Даже в стенах Лондона, этого безопасного мирка, черная магия и колдовство имели повсеместное распространение. Товарищи детских игр маленького Джеффри, возможно, пугали его россказнями о дурном глазе, напускающем порчу, – россказнями, которым они сами и взрослые (если не все, то многие) верили, и не без основания. Во времена Чосера ведьмы отнюдь не были этакими согнутыми в три погибели, с усеянными бородавками лицами старушками, уединенно живущими в избушке вдали от города и не слишком знающимися с простыми христианами. В сознании тогдашних людей, за исключением самых образованных, христианство и старая языческая религия переплетались как два сросшихся стволами дерева. Приверженность колдовским занятиям не предполагала какого-то особого образа жизни, отличного от христианского. Различие тут было лишь в степени: дело шло не о том, произносил ли человек заклинания и заговоры и совершал ли магические ритуалы, а о том, как часто он этим занимался и насколько доброжелательным был его выбор колдовских действий. Лет за сто до описываемого времени Бертольд Регенсбургский говорил в одной из своих проповедей: «Многие деревенские жители попали бы на небо, если бы не занимались колдовством… У женщины есть заговоры на все случаи жизни: она колдует, чтобы выйти замуж, колдует, чтобы брак был удачным, колдует на ту сторону и на эту, колдует перед рождением ребенка, колдует перед крещением и после крещения, а чего она добивается своим колдовством? Только того, что ее дитя будет всю свою жизнь страдать за это…»[84]

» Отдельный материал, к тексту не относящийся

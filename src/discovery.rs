//! Locate user homes and browser profiles under a filesystem root.
//!
//! Linux homes live in `<root>/home`, macOS and Windows homes in
//! `<root>/Users`. A browser is processed for a user when one of its profile
//! directories exists; nothing is reported for users without browser data.

use std::path::{Path, PathBuf};

use tracing::debug;

use crate::artefact::Browser;

const CHROME_PROFILES: &[&str] = &[
    ".config/google-chrome/Default",
    "Library/Application Support/Google/Chrome/Default",
    "AppData/Local/Google/Chrome/User Data/Default",
];

/// Firefox profile roots, paired with the matching local cache root.
const FIREFOX_PROFILE_ROOTS: &[(&str, &str)] = &[
    (".mozilla/firefox", ".cache/mozilla/firefox"),
    (
        "Library/Application Support/Firefox/Profiles",
        "Library/Caches/Firefox/Profiles",
    ),
    (
        "AppData/Roaming/Mozilla/Firefox/Profiles",
        "AppData/Local/Mozilla/Firefox/Profiles",
    ),
];

/// Directories one browser profile keeps its stores in.
#[derive(Debug, Clone, PartialEq, Eq)]
pub struct ProfilePaths {
    pub data_dir: PathBuf,
    /// Where disk caches live. Same as `data_dir` unless the platform splits
    /// roaming and local data.
    pub cache_dir: PathBuf,
}

impl ProfilePaths {
    pub fn new(data_dir: PathBuf) -> Self {
        Self {
            cache_dir: data_dir.clone(),
            data_dir,
        }
    }

    pub fn with_cache_dir(mut self, cache_dir: PathBuf) -> Self {
        self.cache_dir = cache_dir;
        self
    }
}

#[derive(Debug, Clone, PartialEq, Eq)]
pub struct ProfileTarget {
    pub user: String,
    pub browser: Browser,
    pub paths: ProfilePaths,
}

/// User home directories under `root`, sorted by user name.
pub fn user_homes(root: &Path) -> Vec<(String, PathBuf)> {
    let mut homes = Vec::new();
    for parent in ["home", "Users"] {
        for dir in subdirs(&root.join(parent)) {
            let Some(name) = dir.file_name().map(|n| n.to_string_lossy().into_owned()) else {
                continue;
            };
            homes.push((name, dir));
        }
    }
    homes.sort();
    homes
}

pub fn chrome_profiles(home: &Path) -> Vec<ProfilePaths> {
    CHROME_PROFILES
        .iter()
        .map(|rel| home.join(rel))
        .filter(|dir| dir.is_dir())
        .map(ProfilePaths::new)
        .collect()
}

/// Every `<salt>.<name>` directory under a known Firefox profile root.
pub fn firefox_profiles(home: &Path) -> Vec<ProfilePaths> {
    let mut out = Vec::new();
    for (data_rel, cache_rel) in FIREFOX_PROFILE_ROOTS {
        for dir in subdirs(&home.join(data_rel)) {
            let Some(name) = dir.file_name().map(|n| n.to_os_string()) else {
                continue;
            };
            if !name.to_string_lossy().contains('.') {
                // "Crash Reports", "Pending Pings"
                continue;
            }
            let cache_dir = home.join(cache_rel).join(&name);
            let paths = ProfilePaths::new(dir);
            out.push(if cache_dir.is_dir() {
                paths.with_cache_dir(cache_dir)
            } else {
                paths
            });
        }
    }
    out
}

/// All profiles for `browsers` under `root`, optionally restricted to one user.
pub fn discover(root: &Path, browsers: &[Browser], user: Option<&str>) -> Vec<ProfileTarget> {
    let mut targets = Vec::new();
    for (name, home) in user_homes(root) {
        if user.is_some_and(|wanted| wanted != name) {
            continue;
        }
        for &browser in browsers {
            let profiles = match browser {
                Browser::Chrome => chrome_profiles(&home),
                Browser::Firefox => firefox_profiles(&home),
            };
            if profiles.is_empty() {
                debug!("no {} profile for user {name}", browser.as_str());
            }
            targets.extend(profiles.into_iter().map(|paths| ProfileTarget {
                user: name.clone(),
                browser,
                paths,
            }));
        }
    }
    targets
}

fn subdirs(dir: &Path) -> Vec<PathBuf> {
    let Ok(entries) = std::fs::read_dir(dir) else {
        return Vec::new();
    };
    let mut out: Vec<PathBuf> = entries
        .filter_map(|entry| entry.ok())
        .map(|entry| entry.path())
        .filter(|path| path.is_dir())
        .collect();
    out.sort();
    out
}

#[cfg(test)]
mod tests {
    use super::*;
    use tempfile::tempdir;

    fn mkdir(path: &Path) {
        std::fs::create_dir_all(path).expect("mkdir");
    }

    #[test]
    fn finds_linux_and_macos_profiles() {
        let root = tempdir().expect("tempdir");
        let alice = root.path().join("home/alice");
        mkdir(&alice.join(".config/google-chrome/Default"));
        mkdir(&alice.join(".mozilla/firefox/ab12cd.default-release"));
        mkdir(&alice.join(".mozilla/firefox/Crash Reports"));
        mkdir(&alice.join(".cache/mozilla/firefox/ab12cd.default-release"));
        let bob = root.path().join("Users/bob");
        mkdir(&bob.join("Library/Application Support/Firefox/Profiles/zz.default"));

        let targets = discover(root.path(), &Browser::all(), None);
        assert_eq!(targets.len(), 3);

        assert_eq!(targets[0].user, "alice");
        assert_eq!(targets[0].browser, Browser::Chrome);
        assert_eq!(targets[1].browser, Browser::Firefox);
        assert_eq!(
            targets[1].paths.cache_dir,
            alice.join(".cache/mozilla/firefox/ab12cd.default-release")
        );
        assert_eq!(targets[2].user, "bob");
        assert_eq!(targets[2].paths.cache_dir, targets[2].paths.data_dir);
    }

    #[test]
    fn filters_by_user_and_browser() {
        let root = tempdir().expect("tempdir");
        mkdir(&root.path().join("home/alice/.config/google-chrome/Default"));
        mkdir(&root.path().join("home/carol/.config/google-chrome/Default"));
        mkdir(&root.path().join("home/carol/.mozilla/firefox/x.default"));

        let targets = discover(root.path(), &[Browser::Chrome], Some("carol"));
        assert_eq!(targets.len(), 1);
        assert_eq!(targets[0].user, "carol");
        assert_eq!(targets[0].browser, Browser::Chrome);
    }

    #[test]
    fn empty_root_has_no_targets() {
        let root = tempdir().expect("tempdir");
        assert!(discover(root.path(), &Browser::all(), None).is_empty());
    }
}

Когда магические обряды не восходили к старой религии, они возникали на основе новой: чем, как не магией, занималась старушка, посыпавшая свою капусту, чтобы убить гусениц, раскрошенной освященной облаткой, «телом христовым», пастор, использовавший облатку в качестве приворотного зелья, или многочисленные священники, пытавшиеся с помощью святой воды отпугнуть саранчу или изгнать привидение? Чосер, как и все средневековые дети, забивал себе голову подобными вещами и, надо полагать, страдал, подобно большинству своих современников, от жутких кошмаров. (Неспроста английское слово nightmare буквально означает «ночная кобыла»: считалось, что по ночам к вашей кровати подходит и усаживается на вас существо, смахивающее на лошадь.) В зрелые годы Чосер, разумеется, проводил различия между христианскими и нехристианскими понятиями, но вокруг него оставалось – несомненно, к вящему его удовольствию – немало людей вроде плотника из «Рассказа мельника», который, стремясь избавить от чар околдованного, как ему представляется, Николаса, его нахлебника, восклицает, смешивая воедино старые и новые поверья:

«Очнись! Меня послушай, Николас!

Не пяль ты в небо неразумных глаз,

И что это тебе, бедняк, заметило?

Чур, чур тебя, и сгинь, лихая сила!»

Он все углы подряд перекрестил,

Три раза плюнул и окно открыл

И произнес вечернее заклятье,

Которое всегда читают братья:

«О Христос пречистый! Бенедикт-угодник!

Дом наш сохраните ото зла сегодня!

Отче наш, спаси нас нынче до утра,

Утром осени нас, преславная сестра».[85]